Exercise details: Please give back each line of the listing, unchanged in every word.

Supplied information:
Content starts

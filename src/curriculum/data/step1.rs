//! Step 1 - Coding Fundamentals
//!
//! The four dedicated units for this step (Python, React, DS & Algos, Git)
//! carry the full detail pages; the records here are the sidebar summaries.

use crate::curriculum::model::{ContentRecord, LearningPoint};

pub static DETAILS: &[(&str, ContentRecord)] = &[
    (
        "Python",
        ContentRecord {
            title: "Python for AI/ML",
            description: "Python is the lingua franca of AI. Its simple syntax and powerful libraries make it ideal for everything from data manipulation to model building. This section breaks down the core concepts and libraries you'll use daily.",
            learning_points: &[
                LearningPoint {
                    title: "Core concepts",
                    description: "Master core concepts: variables, data types, loops, conditionals, and functions.",
                    examples: &[],
                },
                LearningPoint {
                    title: "Essential libraries",
                    description: "Learn essential libraries: NumPy for numerical operations, Pandas for data manipulation, and Matplotlib/Seaborn for visualization.",
                    examples: &[],
                },
                LearningPoint {
                    title: "AI/ML frameworks",
                    description: "Explore key AI/ML frameworks: Get a foundational understanding of what Scikit-learn, TensorFlow, and PyTorch are used for.",
                    examples: &[],
                },
                LearningPoint {
                    title: "Object-oriented programming",
                    description: "Practice Object-Oriented Programming (OOP) to write modular and reusable code.",
                    examples: &[],
                },
            ],
        },
    ),
    (
        "Bash",
        ContentRecord {
            title: "Bash Scripting",
            description: "The Bash shell is a powerful tool for automating tasks, managing environments, and orchestrating data pipelines. Proficiency in Bash is essential for any engineer working in a Linux-based environment, which is common for AI development and deployment.",
            learning_points: &[
                LearningPoint {
                    title: "Basic commands",
                    description: "Learn basic commands: `ls`, `cd`, `grep`, `awk`, `sed` for file navigation and text manipulation.",
                    examples: &[],
                },
                LearningPoint {
                    title: "Permissions and processes",
                    description: "Understand permissions and process management.",
                    examples: &[],
                },
                LearningPoint {
                    title: "Automation scripts",
                    description: "Write simple scripts to automate repetitive tasks.",
                    examples: &[],
                },
                LearningPoint {
                    title: "Environments",
                    description: "Manage environment variables and software installations.",
                    examples: &[],
                },
            ],
        },
    ),
    (
        "UI Framework Basics (React)",
        ContentRecord {
            title: "UI Framework Basics (React)",
            description: "To build modern, interactive web frontends for your AI models, understanding a component-based framework like React is essential. This knowledge bridges the gap between your backend AI logic and the end-user.",
            learning_points: &[
                LearningPoint {
                    title: "Components",
                    description: "Learn what components are and how they form a UI.",
                    examples: &[],
                },
                LearningPoint {
                    title: "State",
                    description: "Understand how to manage component state with hooks like `useState`.",
                    examples: &[],
                },
                LearningPoint {
                    title: "Side effects",
                    description: "Handle side effects like API calls with `useEffect`.",
                    examples: &[],
                },
                LearningPoint {
                    title: "Composition",
                    description: "Build a simple, interactive application by composing components.",
                    examples: &[],
                },
            ],
        },
    ),
    (
        "Basic DS & Algos",
        ContentRecord {
            title: "Data Structures & Algorithms",
            description: "A strong foundation in Data Structures and Algorithms is critical for writing efficient and optimized code. This knowledge is key to handling large datasets and designing complex AI systems. This section provides a visual and conceptual overview of the most important DS&A topics.",
            learning_points: &[
                LearningPoint {
                    title: "Complexity analysis",
                    description: "Analyze time and space complexity with Big O notation.",
                    examples: &[],
                },
                LearningPoint {
                    title: "Fundamental structures",
                    description: "Learn fundamental data structures: Arrays, Linked Lists, Stacks, Queues, Trees, Hash Maps, and Graphs.",
                    examples: &[],
                },
                LearningPoint {
                    title: "Trade-offs",
                    description: "Understand their trade-offs, performance characteristics, and common use cases.",
                    examples: &[],
                },
                LearningPoint {
                    title: "Key algorithms",
                    description: "Explore key algorithms for sorting, searching, and graph traversal.",
                    examples: &[],
                },
            ],
        },
    ),
    (
        "Git & version control",
        ContentRecord {
            title: "Git & Version Control",
            description: "Git is the industry standard for version control. It allows you to track changes, collaborate with others, and manage your codebase effectively. It is an indispensable tool for any software development project.",
            learning_points: &[
                LearningPoint {
                    title: "Core workflow",
                    description: "Master the core workflow: `clone`, `add`, `commit`, `push`, and `pull`.",
                    examples: &[],
                },
                LearningPoint {
                    title: "Branching and merging",
                    description: "Learn branching and merging strategies (e.g., Git Flow) for parallel development.",
                    examples: &[],
                },
                LearningPoint {
                    title: "Merge conflicts",
                    description: "Practice resolving merge conflicts.",
                    examples: &[],
                },
                LearningPoint {
                    title: "Hosting platforms",
                    description: "Use platforms like GitHub or GitLab to host repositories and collaborate with teams.",
                    examples: &[],
                },
            ],
        },
    ),
    (
        "Testing frameworks (PyTest)",
        ContentRecord {
            title: "Testing Frameworks (PyTest)",
            description: "Writing tests ensures your code is reliable, maintainable, and correct. PyTest is a popular Python testing framework that makes it easy to write small, readable tests, and can scale to support complex functional testing.",
            learning_points: &[
                LearningPoint {
                    title: "Test levels",
                    description: "Understand the importance of unit, integration, and end-to-end testing.",
                    examples: &[],
                },
                LearningPoint {
                    title: "Assertions",
                    description: "Write simple test cases using `assert` statements.",
                    examples: &[],
                },
                LearningPoint {
                    title: "Fixtures",
                    description: "Learn to use fixtures to manage test state and setup/teardown.",
                    examples: &[],
                },
                LearningPoint {
                    title: "Plugins",
                    description: "Explore plugins to extend PyTest's functionality.",
                    examples: &[],
                },
            ],
        },
    ),
    (
        "Streamlit / Gradio",
        ContentRecord {
            title: "Prototyping UIs with Streamlit & Gradio",
            description: "For AI/ML engineers, quickly creating interactive demos is crucial. Streamlit and Gradio are Python libraries that let you build and share web apps for your models in minutes, without needing deep frontend experience.",
            learning_points: &[
                LearningPoint {
                    title: "Widgets",
                    description: "Learn to create interactive widgets like sliders, buttons, and text inputs.",
                    examples: &[],
                },
                LearningPoint {
                    title: "Model outputs",
                    description: "Display model outputs, including text, data frames, and images.",
                    examples: &[],
                },
                LearningPoint {
                    title: "Deployment",
                    description: "Deploy apps easily to showcase your work to stakeholders or users.",
                    examples: &[],
                },
                LearningPoint {
                    title: "Trade-offs",
                    description: "Understand the trade-offs between these rapid prototyping tools and full-stack frameworks.",
                    examples: &[],
                },
            ],
        },
    ),
];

Content ends

Result:
filename src/curriculum/data/step1.rs
//! Step 1 - Coding Fundamentals
//!
//! The four dedicated units for this step (Python, React, DS & Algos, Git)
//! carry the full detail pages; the records here are the sidebar summaries.

use crate::curriculum::model::{ContentRecord, LearningPoint};

pub static DETAILS: &[(&str, ContentRecord)] = &[
    (
        "Python",
        ContentRecord {
            title: "Python for AI/ML",
            description: "Python is the lingua franca of AI. Its simple syntax and powerful libraries make it ideal for everything from data manipulation to model building. This section breaks down the core concepts and libraries you'll use daily.",
            learning_points: &[
                LearningPoint {
                    title: "Core concepts",
                    description: "Master core concepts: variables, data types, loops, conditionals, and functions.",
                    examples: &[],
                },
                LearningPoint {
                    title: "Essential libraries",
                    description: "Learn essential libraries: NumPy for numerical operations, Pandas for data manipulation, and Matplotlib/Seaborn for visualization.",
                    examples: &[],
                },
                LearningPoint {
                    title: "AI/ML frameworks",
                    description: "Explore key AI/ML frameworks: Get a foundational understanding of what Scikit-learn, TensorFlow, and PyTorch are used for.",
                    examples: &[],
                },
                LearningPoint {
                    title: "Object-oriented programming",
                    description: "Practice Object-Oriented Programming (OOP) to write modular and reusable code.",
                    examples: &[],
                },
            ],
        },
    ),
    (
        "Bash",
        ContentRecord {
            title: "Bash Scripting",
            description: "The Bash shell is a powerful tool for automating tasks, managing environments, and orchestrating data pipelines. Proficiency in Bash is essential for any engineer working in a Linux-based environment, which is common for AI development and deployment.",
            learning_points: &[
                LearningPoint {
                    title: "Basic commands",
                    description: "Learn basic commands: `ls`, `cd`, `grep`, `awk`, `sed` for file navigation and text manipulation.",
                    examples: &[],
                },
                LearningPoint {
                    title: "Permissions and processes",
                    description: "Understand permissions and process management.",
                    examples: &[],
                },
                LearningPoint {
                    title: "Automation scripts",
                    description: "Write simple scripts to automate repetitive tasks.",
                    examples: &[],
                },
                LearningPoint {
                    title: "Environments",
                    description: "Manage environment variables and software installations.",
                    examples: &[],
                },
            ],
        },
    ),
    (
        "UI Framework Basics (React)",
        ContentRecord {
            title: "UI Framework Basics (React)",
            description: "To build modern, interactive web frontends for your AI models, understanding a component-based framework like React is essential. This knowledge bridges the gap between your backend AI logic and the end-user.",
            learning_points: &[
                LearningPoint {
                    title: "Components",
                    description: "Learn what components are and how they form a UI.",
                    examples: &[],
                },
                LearningPoint {
                    title: "State",
                    description: "Understand how to manage component state with hooks like `useState`.",
                    examples: &[],
                },
                LearningPoint {
                    title: "Side effects",
                    description: "Handle side effects like API calls with `useEffect`.",
                    examples: &[],
                },
                LearningPoint {
                    title: "Composition",
                    description: "Build a simple, interactive application by composing components.",
                    examples: &[],
                },
            ],
        },
    ),
    (
        "Basic DS & Algos",
        ContentRecord {
            title: "Data Structures & Algorithms",
            description: "A strong foundation in Data Structures and Algorithms is critical for writing efficient and optimized code. This knowledge is key to handling large datasets and designing complex AI systems. This section provides a visual and conceptual overview of the most important DS&A topics.",
            learning_points: &[
                LearningPoint {
                    title: "Complexity analysis",
                    description: "Analyze time and space complexity with Big O notation.",
                    examples: &[],
                },
                LearningPoint {
                    title: "Fundamental structures",
                    description: "Learn fundamental data structures: Arrays, Linked Lists, Stacks, Queues, Trees, Hash Maps, and Graphs.",
                    examples: &[],
                },
                LearningPoint {
                    title: "Trade-offs",
                    description: "Understand their trade-offs, performance characteristics, and common use cases.",
                    examples: &[],
                },
                LearningPoint {
                    title: "Key algorithms",
                    description: "Explore key algorithms for sorting, searching, and graph traversal.",
                    examples: &[],
                },
            ],
        },
    ),
    (
        "Git & version control",
        ContentRecord {
            title: "Git & Version Control",
            description: "Git is the industry standard for version control. It allows you to track changes, collaborate with others, and manage your codebase effectively. It is an indispensable tool for any software development project.",
            learning_points: &[
                LearningPoint {
                    title: "Core workflow",
                    description: "Master the core workflow: `clone`, `add`, `commit`, `push`, and `pull`.",
                    examples: &[],
                },
                LearningPoint {
                    title: "Branching and merging",
                    description: "Learn branching and merging strategies (e.g., Git Flow) for parallel development.",
                    examples: &[],
                },
                LearningPoint {
                    title: "Merge conflicts",
                    description: "Practice resolving merge conflicts.",
                    examples: &[],
                },
                LearningPoint {
                    title: "Hosting platforms",
                    description: "Use platforms like GitHub or GitLab to host repositories and collaborate with teams.",
                    examples: &[],
                },
            ],
        },
    ),
    (
        "Testing frameworks (PyTest)",
        ContentRecord {
            title: "Testing Frameworks (PyTest)",
            description: "Writing tests ensures your code is reliable, maintainable, and correct. PyTest is a popular Python testing framework that makes it easy to write small, readable tests, and can scale to support complex functional testing.",
            learning_points: &[
                LearningPoint {
                    title: "Test levels",
                    description: "Understand the importance of unit, integration, and end-to-end testing.",
                    examples: &[],
                },
                LearningPoint {
                    title: "Assertions",
                    description: "Write simple test cases using `assert` statements.",
                    examples: &[],
                },
                LearningPoint {
                    title: "Fixtures",
                    description: "Learn to use fixtures to manage test state and setup/teardown.",
                    examples: &[],
                },
                LearningPoint {
                    title: "Plugins",
                    description: "Explore plugins to extend PyTest's functionality.",
                    examples: &[],
                },
            ],
        },
    ),
    (
        "Streamlit / Gradio",
        ContentRecord {
            title: "Prototyping UIs with Streamlit & Gradio",
            description: "For AI/ML engineers, quickly creating interactive demos is crucial. Streamlit and Gradio are Python libraries that let you build and share web apps for your models in minutes, without needing deep frontend experience.",
            learning_points: &[
                LearningPoint {
                    title: "Widgets",
                    description: "Learn to create interactive widgets like sliders, buttons, and text inputs.",
                    examples: &[],
                },
                LearningPoint {
                    title: "Model outputs",
                    description: "Display model outputs, including text, data frames, and images.",
                    examples: &[],
                },
                LearningPoint {
                    title: "Deployment",
                    description: "Deploy apps easily to showcase your work to stakeholders or users.",
                    examples: &[],
                },
                LearningPoint {
                    title: "Trade-offs",
                    description: "Understand the trade-offs between these rapid prototyping tools and full-stack frameworks.",
                    examples: &[],
                },
            ],
        },
    ),
];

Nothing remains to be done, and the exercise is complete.